Solo dos toros de Zalduendo, corridos en quinto y sexto lugar, sirvieron a los toreros que les tocó su lidia. Un tal «imbebido» por aquello de que no hay quinto malo y un «guateque» para cerrar la corrida con momentos más de desconfianza, poca gracia, escaso empuje y flojera notable del resto de sus hermanos, salvaron la tarde para el público vallisoletano que viene a divertirse a los toros, como es lógico y razonable en esta singular fiesta de luz y color.
La temperatura más propia del verano que del otoño que ya asoma por la paramera hacía pensar una tarde de sol y moscas, sin chispa de viento, con tres maestros consagrados en esto de la tauromaquia, donde el sumo sacerdote valenciano Enrique Ponce ni se despeinó con ninguno de sus sacrificados.
Vestido con un terno tabaco y oro, y con ganas de agradar a su querido público vallisoletano que le aplaude hasta por la intención y por su consagrada dedicación, no le dejaron en demasía sus dos toros. El primero, reservón y descastado que abrió plaza, justo de fuerza pasó sin pena ni gloria. Ni le probó por la izquierda. Se perfiló y tras pinchazo hondo y descabello acabó con el «solvencia» insolvente del de Fernando Domecq que le tocó en suerte.
En su segundo un burraquito llamado «laberinto» , mansito y rajado, lo intentó pero se quejó ostensiblemente el diestro golpeando con fuerza la muleta con el estoque simulado tras perderla en un derrote del toro. Casi, casi se puede decir que del laberinto se fue al treinta como en el popular juego de mesa y caer en el pozo airón. Como decíamos los compañeros, casi nos quedamos sin palabras para poder contar lo que allí hubo y vimos. Además pinchó reiteradamente varias veces y tras descabellar escuchó pitos del respetable.
Sebastián Castella, el francés estuvo esforzado en su primero, valiente y entregado en su lidia, al que despachó con una estocada casi entera, recibiendo del palco, tras la petición escasa pero voceona, una oreja de este «lechuzo» que completaría en el quinto, noble y de mejor calidad de embestida, estupendamente lidiado por la cuadrilla, especialmente por Javier Ambel. Le citó a pies juntos en el centro del ruedo con mucha voluntad y acierto, sacando agua de un pozo que estaba en bajos niveles de fuerza. Recibió un aviso por alargar la faena en demasía, pero hubo un momento en que ya Castella se gustó sobremanera. A la hora de matar se tiró con fe y arriba, despenando al toro y pidiendo el público las dos orejas que le fueron concedidas por un palco demasiado generoso, a nuestro juicio.

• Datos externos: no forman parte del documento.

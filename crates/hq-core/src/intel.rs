//! Derived mission-control model.
//!
//! Everything here is recomputed from the run logs, goal files, live sessions and
//! plan store on every snapshot; nothing is mutated in place. Field names follow
//! the camelCase JSON contract the dashboard consumes.

use serde::{Deserialize, Serialize};
use std::fmt;
use std::str::FromStr;

#[derive(Debug, Clone, Copy, Serialize, Deserialize, PartialEq, Eq, Hash)]
#[serde(rename_all = "lowercase")]
pub enum RunStatus {
    Ok,
    Error,
}

impl RunStatus {
    pub fn as_str(&self) -> &'static str {
        match self {
            RunStatus::Ok => "ok",
            RunStatus::Error => "error",
        }
    }

    pub fn is_ok(&self) -> bool {
        matches!(self, RunStatus::Ok)
    }
}

impl fmt::Display for RunStatus {
    fn fmt(&self, f: &mut fmt::Formatter<'_>) -> fmt::Result {
        f.write_str(self.as_str())
    }
}

impl FromStr for RunStatus {
    type Err = String;

    /// Run logs only ever distinguish success from everything else.
    fn from_str(input: &str) -> Result<Self, Self::Err> {
        match input.trim().to_lowercase().as_str() {
            "ok" => Ok(RunStatus::Ok),
            "" => Err("empty run status".to_string()),
            _ => Ok(RunStatus::Error),
        }
    }
}

/// One scheduled-job execution outcome, as appended to the job's run log.
#[derive(Debug, Clone, Serialize, Deserialize, PartialEq, Eq)]
#[serde(rename_all = "camelCase")]
pub struct RunRecord {
    pub ts: i64,
    pub status: RunStatus,
    #[serde(default)]
    pub summary: String,
    #[serde(default)]
    pub duration_ms: u64,
    #[serde(default, skip_serializing_if = "Option::is_none")]
    pub session_ref: Option<String>,
}

#[derive(Debug, Clone, Default, Serialize, Deserialize, PartialEq, Eq)]
pub struct GoalSet {
    pub active: Vec<String>,
    pub completed: Vec<String>,
    pub blockers: Vec<String>,
}

impl GoalSet {
    pub fn is_empty(&self) -> bool {
        self.active.is_empty() && self.completed.is_empty() && self.blockers.is_empty()
    }

    pub fn has_blockers(&self) -> bool {
        !self.blockers.is_empty()
    }
}

#[derive(Debug, Clone, Copy, Serialize, Deserialize, PartialEq, Eq, Hash)]
#[serde(rename_all = "lowercase")]
pub enum ActivityStatus {
    Executing,
    Blocked,
    Waiting,
    Idle,
    Offline,
    Error,
}

impl ActivityStatus {
    pub fn as_str(&self) -> &'static str {
        match self {
            ActivityStatus::Executing => "executing",
            ActivityStatus::Blocked => "blocked",
            ActivityStatus::Waiting => "waiting",
            ActivityStatus::Idle => "idle",
            ActivityStatus::Offline => "offline",
            ActivityStatus::Error => "error",
        }
    }

    /// Counted towards `activeAgents`.
    pub fn is_active(&self) -> bool {
        matches!(self, ActivityStatus::Executing | ActivityStatus::Waiting)
    }

    /// Counted towards `blockedAgents`.
    pub fn is_blocked(&self) -> bool {
        matches!(self, ActivityStatus::Blocked | ActivityStatus::Error)
    }
}

impl fmt::Display for ActivityStatus {
    fn fmt(&self, f: &mut fmt::Formatter<'_>) -> fmt::Result {
        f.write_str(self.as_str())
    }
}

#[derive(Debug, Clone, Serialize, Deserialize, PartialEq, Eq)]
#[serde(rename_all = "camelCase")]
pub struct PlanContext {
    pub plan_id: String,
    pub plan_title: String,
    pub phase_name: String,
    pub phase_emoji: String,
    pub sub_plan_title: String,
    pub task_name: String,
    pub progress: u32,
}

#[derive(Debug, Clone, Serialize, Deserialize, PartialEq, Eq)]
#[serde(rename_all = "camelCase")]
pub struct SparkPoint {
    pub ts: i64,
    pub status: RunStatus,
    pub duration_ms: u64,
}

impl From<&RunRecord> for SparkPoint {
    fn from(run: &RunRecord) -> Self {
        Self {
            ts: run.ts,
            status: run.status,
            duration_ms: run.duration_ms,
        }
    }
}

#[derive(Debug, Clone, Serialize, Deserialize, PartialEq, Eq)]
#[serde(rename_all = "camelCase")]
pub struct AgentIntelligence {
    pub id: String,
    pub name: String,
    pub emoji: String,
    pub department: String,
    pub activity_status: ActivityStatus,
    pub doing: Option<String>,
    pub doing_timestamp: Option<i64>,
    pub plan_context: Option<PlanContext>,
    pub active_goals: Vec<String>,
    pub completed_goals: Vec<String>,
    pub blockers: Vec<String>,
    pub last_activity_ms: Option<i64>,
    pub runs_today: u32,
    pub success_rate_24h: u32,
    pub activity_sparkline: Vec<SparkPoint>,
}

#[derive(Debug, Clone, Copy, Serialize, Deserialize, PartialEq, Eq, Hash)]
#[serde(rename_all = "lowercase")]
pub enum Severity {
    Warning,
    Critical,
}

#[derive(Debug, Clone, Serialize, Deserialize, PartialEq, Eq)]
#[serde(rename_all = "camelCase")]
pub struct BlockerAlert {
    pub severity: Severity,
    pub summary: String,
    pub affected_agents: Vec<String>,
    pub requires_ceo: bool,
    pub first_seen_ms: i64,
    pub reported_by: String,
}

#[derive(Debug, Clone, Copy, Serialize, Deserialize, PartialEq, Eq, Hash)]
#[serde(rename_all = "kebab-case")]
pub enum TickerKind {
    CronOk,
    CronError,
}

impl From<RunStatus> for TickerKind {
    fn from(status: RunStatus) -> Self {
        match status {
            RunStatus::Ok => TickerKind::CronOk,
            RunStatus::Error => TickerKind::CronError,
        }
    }
}

#[derive(Debug, Clone, Serialize, Deserialize, PartialEq, Eq)]
#[serde(rename_all = "camelCase")]
pub struct TickerEvent {
    pub ts: i64,
    pub agent_id: String,
    pub agent_name: String,
    pub emoji: String,
    #[serde(rename = "type")]
    pub kind: TickerKind,
    pub summary: String,
}

#[derive(Debug, Clone, Serialize, Deserialize, PartialEq, Eq)]
#[serde(rename_all = "camelCase")]
pub struct PhaseProgress {
    pub id: String,
    pub name: String,
    pub emoji: String,
    pub status: crate::plan::PhaseStatus,
    pub progress: u32,
    pub task_count: u32,
    pub completed_count: u32,
    pub blocked_count: u32,
    pub agents: Vec<String>,
}

#[derive(Debug, Clone, Copy, Serialize, Deserialize, PartialEq, Eq, Hash)]
#[serde(rename_all = "lowercase")]
pub enum OverallHealth {
    Green,
    Yellow,
    Red,
}

impl OverallHealth {
    pub fn from_blocked_count(blocked: usize) -> Self {
        if blocked > 2 {
            OverallHealth::Red
        } else if blocked > 0 {
            OverallHealth::Yellow
        } else {
            OverallHealth::Green
        }
    }
}

#[derive(Debug, Clone, Serialize, Deserialize, PartialEq, Eq)]
#[serde(rename_all = "camelCase")]
pub struct MissionControlData {
    pub overall_health: OverallHealth,
    pub active_agents: u32,
    pub blocked_agents: u32,
    pub plan_progress: u32,
    pub current_phase: String,
    pub agents: Vec<AgentIntelligence>,
    pub blockers: Vec<BlockerAlert>,
    pub ticker: Vec<TickerEvent>,
    pub phases: Vec<PhaseProgress>,
}

impl MissionControlData {
    pub fn agent(&self, agent_id: &str) -> Option<&AgentIntelligence> {
        self.agents.iter().find(|agent| agent.id == agent_id)
    }
}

Lograda ya la puerta grande por su compañero Castella, Miguel Ángel Perera que había recibido otra orejita en el tercero por una faena en la que pinchó sin soltar antes de lograr la estocada definitiva, salió por todas para no ser menos. Practicó una faena de temple y valor, entre los cuernos del toro, dejándose rozar los alamares, muy encimista, en el centro del ruedo, tras haber enjaretado a la res una serie con los pies juntos, sin moverse, al comienzo de la misma. Perera, aclamado y aplaudido con fuerza por los tendidos, toreó muy despacio, haciendo girar de forma inverosímil a su alrededor al toro. Volvió a pinchar sin soltar antes de lograr la estocada definitiva y de nuevo los pañuelos blancos del tendido le hicieron acreedor del triunfo por el que saldría, acompañado de Castella, por la puerta grande.

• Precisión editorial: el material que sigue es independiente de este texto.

use hq_core::plan::Plan;
use hq_core::{ActivityStatus, OverallHealth, Severity, TickerKind};
use hq_intel::agent_status::AgentHealth;
use hq_intel::gateway::{DisconnectedGateway, LiveSession, StaticGateway};
use hq_intel::{
    Aggregator, FilePlanStore, IntelConfig, IntelError, IntelService, PlanContextProvider,
};
use std::fs;
use std::path::Path;
use std::sync::atomic::{AtomicUsize, Ordering};
use std::sync::Arc;
use tempfile::TempDir;

struct StateTree {
    dir: TempDir,
}

impl StateTree {
    fn new() -> Self {
        let dir = TempDir::new().expect("tempdir");
        fs::create_dir_all(dir.path().join("cron").join("runs")).expect("runs dir");
        Self { dir }
    }

    fn root(&self) -> &Path {
        self.dir.path()
    }

    fn config(&self) -> IntelConfig {
        IntelConfig::from_state_dir(self.root())
    }

    fn write_runs(&self, job_id: &str, lines: &[String]) {
        let path = self.root().join("cron").join("runs").join(format!("{job_id}.jsonl"));
        fs::write(path, lines.join("\n")).expect("write run log");
    }

    fn write_goals(&self, agent_id: &str, content: &str) {
        let dir = self.root().join("agents-context").join(agent_id);
        fs::create_dir_all(&dir).expect("goals dir");
        fs::write(dir.join("goals.md"), content).expect("write goals");
    }

    fn write_plan(&self, name: &str, content: &str) {
        let dir = self.root().join("plans");
        fs::create_dir_all(&dir).expect("plans dir");
        fs::write(dir.join(name), content).expect("write plan");
    }

    fn aggregator(&self) -> Aggregator {
        let config = self.config();
        let plans = Arc::new(FilePlanStore::new(&config.plans_dir));
        Aggregator::new(&config, Arc::new(DisconnectedGateway), plans)
    }
}

fn run_line(ts: i64, status: &str, summary: &str) -> String {
    serde_json::json!({ "ts": ts, "status": status, "summary": summary, "durationMs": 1200 })
        .to_string()
}

#[tokio::test]
async fn deploy_failure_shows_as_doing_without_raising_a_blocker() {
    let tree = StateTree::new();
    tree.write_runs(
        "elon-deploy",
        &[
            run_line(1000, "ok", "deployed"),
            run_line(2000, "error", "BLOCKED: waiting on CI"),
        ],
    );

    let data = tree.aggregator().compute_at(2100).await.expect("snapshot");
    let elon = data.agent("elon").expect("elon present");
    assert_eq!(elon.doing.as_deref(), Some("BLOCKED: waiting on CI"));
    assert_eq!(elon.doing_timestamp, Some(2000));
    assert_eq!(elon.last_activity_ms, Some(2000));
    // recent activity, no live session and no goal blockers
    assert_eq!(elon.activity_status, ActivityStatus::Waiting);
    assert_eq!(elon.success_rate_24h, 50);
    assert_eq!(elon.activity_sparkline.len(), 2);

    assert!(data.blockers.is_empty());
    assert_eq!(data.blocked_agents, 0);
    assert_eq!(data.overall_health, OverallHealth::Green);
    assert_eq!(data.ticker.len(), 2);
    assert_eq!(data.ticker[0].ts, 2000);
    assert_eq!(data.ticker[0].kind, TickerKind::CronError);
    assert_eq!(data.ticker[0].agent_id, "elon");

    let scout = data.agent("scout").expect("scout present");
    assert_eq!(scout.activity_status, ActivityStatus::Offline);
    assert_eq!(scout.success_rate_24h, 100);
    assert!(scout.doing.is_none());
}

#[tokio::test]
async fn heartbeat_and_goal_blockers_are_reported_in_order() {
    let tree = StateTree::new();
    tree.write_runs(
        "henry-heartbeat",
        &[run_line(
            1500,
            "ok",
            "Fleet check\n**CEO Input Needed**: approve ad spend\nall else fine",
        )],
    );
    tree.write_goals("warren", "## Blockers\n- API key expired\n## Active\n- [ ] ship v2");
    tree.write_goals("quill", "## Blockers\n- waiting on Juan for brand voice\n");

    let data = tree.aggregator().compute_at(2100).await.expect("snapshot");
    assert_eq!(data.blockers.len(), 3);
    assert_eq!(data.blockers[0].severity, Severity::Critical);
    assert_eq!(data.blockers[0].summary, "CEO Input Needed: approve ad spend");
    assert_eq!(data.blockers[0].reported_by, "henry");
    assert_eq!(data.blockers[0].first_seen_ms, 1500);

    assert_eq!(data.blockers[1].reported_by, "warren");
    assert_eq!(data.blockers[1].severity, Severity::Warning);
    assert!(!data.blockers[1].requires_ceo);
    assert_eq!(data.blockers[1].first_seen_ms, 2100);
    assert_eq!(data.blockers[2].reported_by, "quill");
    assert!(data.blockers[2].requires_ceo);

    let warren = data.agent("warren").expect("warren");
    assert_eq!(warren.blockers, vec!["API key expired"]);
    assert_eq!(warren.active_goals, vec!["ship v2"]);
    assert!(warren.completed_goals.is_empty());
    assert_eq!(warren.activity_status, ActivityStatus::Blocked);

    assert_eq!(data.blocked_agents, 2);
    assert_eq!(data.overall_health, OverallHealth::Yellow);
}

#[tokio::test]
async fn plan_fields_are_empty_without_an_active_plan() {
    let tree = StateTree::new();
    tree.write_plan(
        "draft.json",
        r#"{"id":"draft","title":"Someday","status":"draft","phases":[{"id":"p1","name":"Build","status":"in-progress"}]}"#,
    );
    let data = tree.aggregator().compute_at(5_000).await.expect("snapshot");
    assert_eq!(data.plan_progress, 0);
    assert_eq!(data.current_phase, "");
    assert!(data.phases.is_empty());
    assert!(data.agents.iter().all(|agent| agent.plan_context.is_none()));
}

#[tokio::test]
async fn active_plan_feeds_phases_and_agent_context() {
    let tree = StateTree::new();
    tree.write_plan(
        "launch.json",
        r#"{
            "id": "launch", "title": "Launch", "status": "active", "updatedAt": 10,
            "phases": [{"id": "p1", "name": "Ship", "emoji": "🚀", "status": "in-progress"}],
            "subPlans": [{"id": "s1", "title": "Release", "parentPhaseId": "p1", "tasks": [
                {"id": "t1", "name": "Cut release", "assignedTo": "elon", "status": "in-progress"},
                {"id": "t2", "name": "Changelog", "assignedTo": "quill", "status": "completed"}
            ]}]
        }"#,
    );
    let data = tree.aggregator().compute_at(5_000).await.expect("snapshot");
    assert_eq!(data.plan_progress, 50);
    assert_eq!(data.current_phase, "🚀 Ship");
    assert_eq!(data.phases.len(), 1);
    assert_eq!(data.phases[0].agents, vec!["elon", "quill"]);

    let context = data
        .agent("elon")
        .and_then(|agent| agent.plan_context.clone())
        .expect("elon plan context");
    assert_eq!(context.task_name, "Cut release");
    assert_eq!(context.progress, 50);
}

struct CountingPlans {
    store: FilePlanStore,
    loads: AtomicUsize,
}

impl PlanContextProvider for CountingPlans {
    fn plans(&self) -> Vec<Plan> {
        self.loads.fetch_add(1, Ordering::SeqCst);
        self.store.load_plans()
    }
}

#[tokio::test]
async fn plans_are_loaded_once_per_snapshot() {
    let tree = StateTree::new();
    tree.write_plan(
        "launch.json",
        r#"{
            "id": "launch", "title": "Launch", "status": "active",
            "phases": [{"id": "p1", "name": "Ship", "status": "in-progress"}],
            "subPlans": [{"id": "s1", "title": "Release", "parentPhaseId": "p1", "tasks": [
                {"id": "t1", "name": "Cut release", "assignedTo": "elon", "status": "pending"},
                {"id": "t2", "name": "Post", "assignedTo": "herald", "status": "pending"}
            ]}]
        }"#,
    );
    let config = tree.config();
    let plans = Arc::new(CountingPlans {
        store: FilePlanStore::new(&config.plans_dir),
        loads: AtomicUsize::new(0),
    });
    let aggregator = Aggregator::new(&config, Arc::new(DisconnectedGateway), plans.clone());

    let data = aggregator.compute_at(5_000).await.expect("snapshot");
    assert_eq!(plans.loads.load(Ordering::SeqCst), 1);
    assert_eq!(data.phases.len(), 1);
    assert!(data.agent("elon").and_then(|a| a.plan_context.as_ref()).is_some());
    assert!(data.agent("herald").and_then(|a| a.plan_context.as_ref()).is_some());
}

#[tokio::test]
async fn ticker_and_sparkline_stay_bounded_and_ordered() {
    let tree = StateTree::new();
    for job in ["elon-deploy", "elon-build", "scout-daily", "herald-news", "quill-blog", "tasks-sync", "ghost-x"] {
        let lines = (0..40)
            .map(|i| run_line(10_000 + i * 37 + job.len() as i64, if i % 3 == 0 { "error" } else { "ok" }, "tick"))
            .collect::<Vec<_>>();
        tree.write_runs(job, &lines);
    }
    let data = tree.aggregator().compute_at(20_000).await.expect("snapshot");

    assert!(data.ticker.len() <= 30);
    assert!(data.ticker.windows(2).all(|pair| pair[0].ts >= pair[1].ts));
    for agent in &data.agents {
        assert!(agent.activity_sparkline.len() <= 24);
        assert!(agent
            .activity_sparkline
            .windows(2)
            .all(|pair| pair[0].ts <= pair[1].ts));
        assert!(agent.success_rate_24h <= 100);
    }
    let elon = data.agent("elon").expect("elon");
    assert_eq!(elon.activity_sparkline.len(), 24);
}

#[tokio::test]
async fn service_caches_validates_and_reports_statuses() {
    let tree = StateTree::new();
    tree.write_runs("elon-deploy", &[run_line(1000, "ok", "deployed")]);
    fs::write(
        tree.root().join("cron").join("jobs.json"),
        r#"{"jobs":[{"id":"scout-daily","agentId":"scout","state":{"consecutiveErrors":3}}]}"#,
    )
    .expect("write registry");

    let now = chrono::Utc::now().timestamp_millis();
    let gateway = StaticGateway::new(vec![LiveSession {
        agent_id: "elon".to_string(),
        updated_at: now,
        key: None,
    }]);
    let config = tree.config();
    let plans = Arc::new(FilePlanStore::new(&config.plans_dir));
    let service = IntelService::new(config, Arc::new(gateway), plans);

    let first = service.snapshot().await.expect("first snapshot");
    let second = service.snapshot().await.expect("second snapshot");
    assert!(Arc::ptr_eq(&first, &second));
    assert_eq!(
        first.agent("elon").map(|agent| agent.activity_status),
        Some(ActivityStatus::Executing)
    );

    let err = service
        .agent_intelligence("Elon!")
        .await
        .expect_err("invalid id rejected");
    assert!(matches!(err, IntelError::InvalidAgentId(_)));
    assert_eq!(err.public_message(), "Invalid agent ID");
    assert!(service
        .agent_intelligence("ghost")
        .await
        .expect("well-formed id")
        .is_none());
    assert!(service
        .agent_intelligence("elon")
        .await
        .expect("elon")
        .is_some());

    assert!(matches!(
        service.run_history("../../etc/passwd", 10, 0),
        Err(IntelError::InvalidJobId(_))
    ));
    let page = service.run_history("elon-deploy", 10, 0).expect("history");
    assert_eq!(page.total, 1);

    let statuses = service.agent_statuses().await;
    let status = |id: &str| {
        statuses
            .iter()
            .find(|s| s.id == id)
            .map(|s| s.status)
            .expect("agent status")
    };
    assert_eq!(status("scout"), AgentHealth::Error);
    assert_eq!(status("elon"), AgentHealth::Active);
    assert_eq!(status("henry"), AgentHealth::Offline);

    let fleet = service.fleet_run_stats();
    assert_eq!(fleet.total_jobs, 1);
    assert_eq!(fleet.total_runs, 1);
}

En resumen, una corrida aburrida en su primera parte. Con toros demasiado flojos y justos de fuerza, pero que mejoró en la segunda mitad de la misma gracias al tesón y el valor de dos toreros. La corrida tuvo demasiado escaparate, aunque poco contenido. Se ve que el riego del camión, tras la lidia del tercero y el repintado de líneas, asentó el suelo, refrescó el ambiente caluroso de la tarde y mejoró un festejo que hizo la tercera de abono de la feria de Nuestra Señora de San Lorenzo.